In Istanbul, Drinking Coffee in Public Was Once Punishable by Death

IN 1633, THE OTTOMAN SULTAN Murad IV cracked down on a practice he believed was provoking social decay and disunity in his capital of Istanbul.

The risk of disorder associated with this practice were so dire, he apparently thought, that he declared transgressors should be immediately put to death. By some accounts, Murad IV stalked the streets of Istanbul in disguise, whipping out a 100-pound broadsword to decapitate whomever he found engaged in this illicit activity.

So what did Murad IV find so objectionable? Public coffee consumption.

Odd though it may sound, Murad IV was neither the first nor last person to crack down on coffee drinking; he was just arguably the most brutal and successful in his efforts. Between the early 16th and late 18th centuries, a host of religious influencers and secular leaders, many but hardly all in the Ottoman Empire, took a crack at suppressing the black brew.

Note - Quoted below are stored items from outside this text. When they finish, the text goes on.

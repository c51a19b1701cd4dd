use preptrack_core::services::TrackerService;
use preptrack_core::stats::Dashboard;
use preptrack_core::util;

use crate::error::CliError;

pub async fn run_stats(as_json: bool, service: &TrackerService) -> Result<(), CliError> {
    let dashboard = service.dashboard(util::today()).await?;

    if as_json {
        println!("{}", serde_json::to_string_pretty(&dashboard)?);
    } else {
        for line in format_dashboard(&dashboard) {
            println!("{line}");
        }
    }
    Ok(())
}

pub fn format_dashboard(dashboard: &Dashboard) -> Vec<String> {
    let mut lines = vec![
        format!(
            "Today          {} / {} min",
            dashboard.minutes_today, dashboard.daily_goal_minutes
        ),
        format!(
            "This week      {:.1} / {} h, {} topic(s)",
            dashboard.weekly_hours, dashboard.weekly_goal_hours, dashboard.weekly_topics
        ),
        format!(
            "Streak         {} day(s), best {}",
            dashboard.current_streak, dashboard.longest_streak
        ),
        format!("Questions      {}", dashboard.total_questions),
        format!(
            "Applications   {} this month",
            dashboard.applications_this_month
        ),
    ];

    match dashboard.days_until_target {
        Some(days) if days >= 0 => lines.push(format!("Target         {days} day(s) left")),
        Some(days) => lines.push(format!("Target         passed {} day(s) ago", -days)),
        None => {}
    }

    if !dashboard.recommended.is_empty() {
        lines.push("Practice next".to_string());
        for topic in &dashboard.recommended {
            let last = topic
                .last_practiced
                .map_or_else(|| "never practiced".to_string(), |day| format!("last {day}"));
            lines.push(format!("  - {} ({}, {last})", topic.name, topic.category));
        }
    }

    lines
}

Few of them did so because they thought coffee’s mild mind-altering effects meant it was an objectionable narcotic (a common assumption). Instead most, including Murad IV, seemed to believe that coffee shops could erode social norms, encourage dangerous thoughts or speech, and even directly foment seditious plots. In the modern world, where Starbucks is ubiquitous and innocuous, this sounds absurd. But Murad IV did have reason to fear coffee culture.